Your Debit Card May Limited To $50.00 per Transaction

Whether you run your debit card as debit or credit, some banks may be putting a cap on how much you can spend per transaction.
Your Debit Card May Limited To $50.00 per Transaction
Imagine being in line at the store purchasing an item for $125.00 and you know you have more money than that in the bank. However your card is declined not for insufficient funds but for spending too much money on your debit card. So you try it again. Now you tell the cashier credit please. However, you are still disappointed because the same decline message is returned; spending too much money in a single transaction. Now instead of you swiping your card once you have to swipe your card three times. This is because your bank will not let you charge more than $50.00 at one time. This may sound farfetched but this could be you in the near future.
In 2010, President Obama signed the Wall Street Reform Act reducing the price banks may charge for debit card transactions from .44 to .12 per transaction. According to the Federal Reserve, in 2009 alone, these 44 cents per swipe resulted in banks making $16 billion. Under the new reform, the reduction in the amount banks charge has resulted in losses of at least a billion dollars. As a result, banks have to find a way to make more money.

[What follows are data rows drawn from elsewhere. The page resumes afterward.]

//! Request/response capability for user input.
//!
//! The session logic asks for values through [`Prompter`] instead of talking
//! to a terminal, so any input surface (interactive prompts, CLI flags,
//! scripted test input) can drive it. Implementations return raw text; the
//! caller owns validation.

use crate::error::Result;
use async_trait::async_trait;
use ethers::types::Address;

#[async_trait]
pub trait Prompter: Send + Sync {
    /// Whether `address` may sign operations against `contract` for this session.
    async fn authorize(&self, address: Address, contract: Address) -> Result<bool>;

    /// Bet amount in ether, as typed.
    async fn bet_amount(&self) -> Result<String>;

    /// Move as typed ("1", "rock", ...).
    async fn move_choice(&self) -> Result<String>;

    async fn secret(&self) -> Result<String>;
}
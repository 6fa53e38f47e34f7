pub mod move_store;

pub use move_store::{MoveStore, RetainedMove};

use crate::error::{CoreError, Result};
use rusqlite::Connection;
use std::path::Path;
use tokio::sync::Mutex;

pub struct Storage {
    conn: Mutex<Connection>,
}

impl Storage {
    pub async fn new(db_path: &Path) -> Result<Self> {
        // Create parent directory if it doesn't exist
        if let Some(parent) = db_path.parent() {
            tokio::fs::create_dir_all(parent)
                .await
                .map_err(|e| CoreError::internal(format!("Failed to create directory: {}", e)))?;
        }

        let conn = Connection::open(db_path)?;
        Self::with_connection(conn).await
    }

    /// Non-durable storage, gone when dropped.
    pub async fn in_memory() -> Result<Self> {
        let conn = Connection::open_in_memory()?;
        Self::with_connection(conn).await
    }

    async fn with_connection(conn: Connection) -> Result<Self> {
        let storage = Self {
            conn: Mutex::new(conn),
        };
        storage.init_schema().await?;
        Ok(storage)
    }

    async fn init_schema(&self) -> Result<()> {
        let conn = self.conn.lock().await;

        // Moves kept between commit and reveal; the contract only stores the digest
        conn.execute(
            "CREATE TABLE IF NOT EXISTS retained_moves (
                session_key TEXT NOT NULL,
                player TEXT NOT NULL,
                move INTEGER NOT NULL,
                secret TEXT NOT NULL,
                commitment TEXT NOT NULL,
                created_at INTEGER NOT NULL,
                committed_at INTEGER,
                revealed_at INTEGER,
                PRIMARY KEY (session_key, player)
            )",
            [],
        )?;

        Ok(())
    }

    pub async fn get_connection(&self) -> tokio::sync::MutexGuard<'_, Connection> {
        self.conn.lock().await
    }
}
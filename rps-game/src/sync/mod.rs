//! Keeps a local copy of the contract's session state.
//!
//! The synchronizer polls the ledger on a fixed cadence and on demand,
//! publishing the snapshot through a `watch` channel whenever it changes.
//! Poll failures never blank the cached snapshot; they go out on a separate
//! broadcast channel instead.

use chrono::{DateTime, Utc};
use parking_lot::Mutex;
use rps_core::{LedgerGateway, SessionSnapshot};
use std::sync::atomic::{AtomicU64, Ordering};
use std::sync::Arc;
use std::time::Duration;
use tokio::sync::{broadcast, oneshot, watch};
use tokio::task::JoinHandle;
use tokio::time::MissedTickBehavior;

const FAILURE_CHANNEL_CAPACITY: usize = 16;

/// A poll that failed; the cached snapshot was kept.
#[derive(Debug, Clone)]
pub struct SyncFailure {
    pub reason: String,
    pub at: DateTime<Utc>,
}

pub struct SessionSynchronizer {
    ledger: Arc<dyn LedgerGateway>,
    interval: Duration,
    next_seq: AtomicU64,
    applied_seq: Mutex<u64>,
    snapshot_tx: watch::Sender<Option<SessionSnapshot>>,
    failures_tx: broadcast::Sender<SyncFailure>,
}

impl SessionSynchronizer {
    pub fn new(ledger: Arc<dyn LedgerGateway>, interval: Duration) -> Self {
        let (snapshot_tx, _) = watch::channel(None);
        let (failures_tx, _) = broadcast::channel(FAILURE_CHANNEL_CAPACITY);

        Self {
            ledger,
            interval,
            next_seq: AtomicU64::new(0),
            applied_seq: Mutex::new(0),
            snapshot_tx,
            failures_tx,
        }
    }

    pub fn interval(&self) -> Duration {
        self.interval
    }

    /// Last successfully fetched snapshot; `None` until the first fetch
    /// succeeds. Never blocks.
    pub fn latest(&self) -> Option<SessionSnapshot> {
        self.snapshot_tx.borrow().clone()
    }

    /// Notified only when the snapshot value changes.
    pub fn subscribe(&self) -> watch::Receiver<Option<SessionSnapshot>> {
        self.snapshot_tx.subscribe()
    }

    pub fn failures(&self) -> broadcast::Receiver<SyncFailure> {
        self.failures_tx.subscribe()
    }

    /// Fetches immediately, bypassing the timer. Errors propagate to the
    /// caller and leave the cache untouched.
    pub async fn refresh_now(&self) -> rps_core::Result<SessionSnapshot> {
        let seq = self.next_seq.fetch_add(1, Ordering::SeqCst) + 1;
        let snapshot = self.ledger.fetch_snapshot().await?;
        self.apply(seq, &snapshot);
        Ok(snapshot)
    }

    /// One timer tick: refresh, or report the failure and keep the cache.
    pub async fn poll_once(&self) {
        match self.refresh_now().await {
            Ok(_) => tracing::debug!("Session poll complete"),
            Err(e) => {
                tracing::warn!("Session poll failed, keeping last snapshot: {}", e);
                // no subscribers is fine
                let _ = self.failures_tx.send(SyncFailure {
                    reason: e.reason(),
                    at: Utc::now(),
                });
            }
        }
    }

    /// Stores a fetch result unless a fetch that started later has already
    /// been applied. Returns whether subscribers were notified.
    fn apply(&self, seq: u64, snapshot: &SessionSnapshot) -> bool {
        let mut applied = self.applied_seq.lock();
        if seq <= *applied {
            tracing::debug!("Dropping fetch #{} superseded by #{}", seq, *applied);
            return false;
        }
        *applied = seq;

        self.snapshot_tx.send_if_modified(|current| {
            if current.as_ref() == Some(snapshot) {
                false
            } else {
                tracing::info!(
                    "Session changed: player1={:?} player2={:?} bet={}",
                    snapshot.player1,
                    snapshot.player2,
                    snapshot.bet_amount
                );
                *current = Some(snapshot.clone());
                true
            }
        })
    }

    /// Starts the polling timer. The first poll runs immediately.
    pub fn spawn(self: &Arc<Self>) -> SyncHandle {
        let (shutdown_tx, mut shutdown_rx) = oneshot::channel::<()>();
        let sync = Arc::clone(self);

        let task = tokio::spawn(async move {
            let mut ticker = tokio::time::interval(sync.interval);
            ticker.set_missed_tick_behavior(MissedTickBehavior::Delay);

            loop {
                tokio::select! {
                    _ = &mut shutdown_rx => break,
                    _ = async {
                        ticker.tick().await;
                        sync.poll_once().await;
                    } => {}
                }
            }

            tracing::debug!("Session polling stopped");
        });

        SyncHandle {
            task: Some(task),
            shutdown: Some(shutdown_tx),
        }
    }
}

/// Owner of a running poll loop. Dropping it aborts the loop.
pub struct SyncHandle {
    task: Option<JoinHandle<()>>,
    shutdown: Option<oneshot::Sender<()>>,
}

impl SyncHandle {
    /// Stops the timer, cancelling a poll in progress, and waits for the
    /// loop to exit.
    pub async fn shutdown(mut self) {
        if let Some(tx) = self.shutdown.take() {
            let _ = tx.send(());
        }
        if let Some(task) = self.task.take() {
            let _ = task.await;
        }
    }
}

impl Drop for SyncHandle {
    fn drop(&mut self) {
        if let Some(task) = self.task.take() {
            task.abort();
        }
    }
}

Joe Price of Bank of America said that when the banks take the hit economically and need to find a way to get their money back, they will likely end up doing so “by increasing the cost of everyday debit card transactions, limiting their payment choices, and impacting industry innovation.”
Other ways for banks to make more money is to impose more charges on their clients. In some parts of America, Chase is imposing debit card fees of three dollars per month and checking account fees of fifteen dollars per month.
In reality the banks are upset because they can not make the billions of dollars it did the previous year’s therefore they must find the money somewhere else, their customers. But let’s not forget it was their customers, the tax payers, who bailed them out when they needed it. In return they give their executives and CEO’s lavish raises and bonuses and pass fee's along to their customers.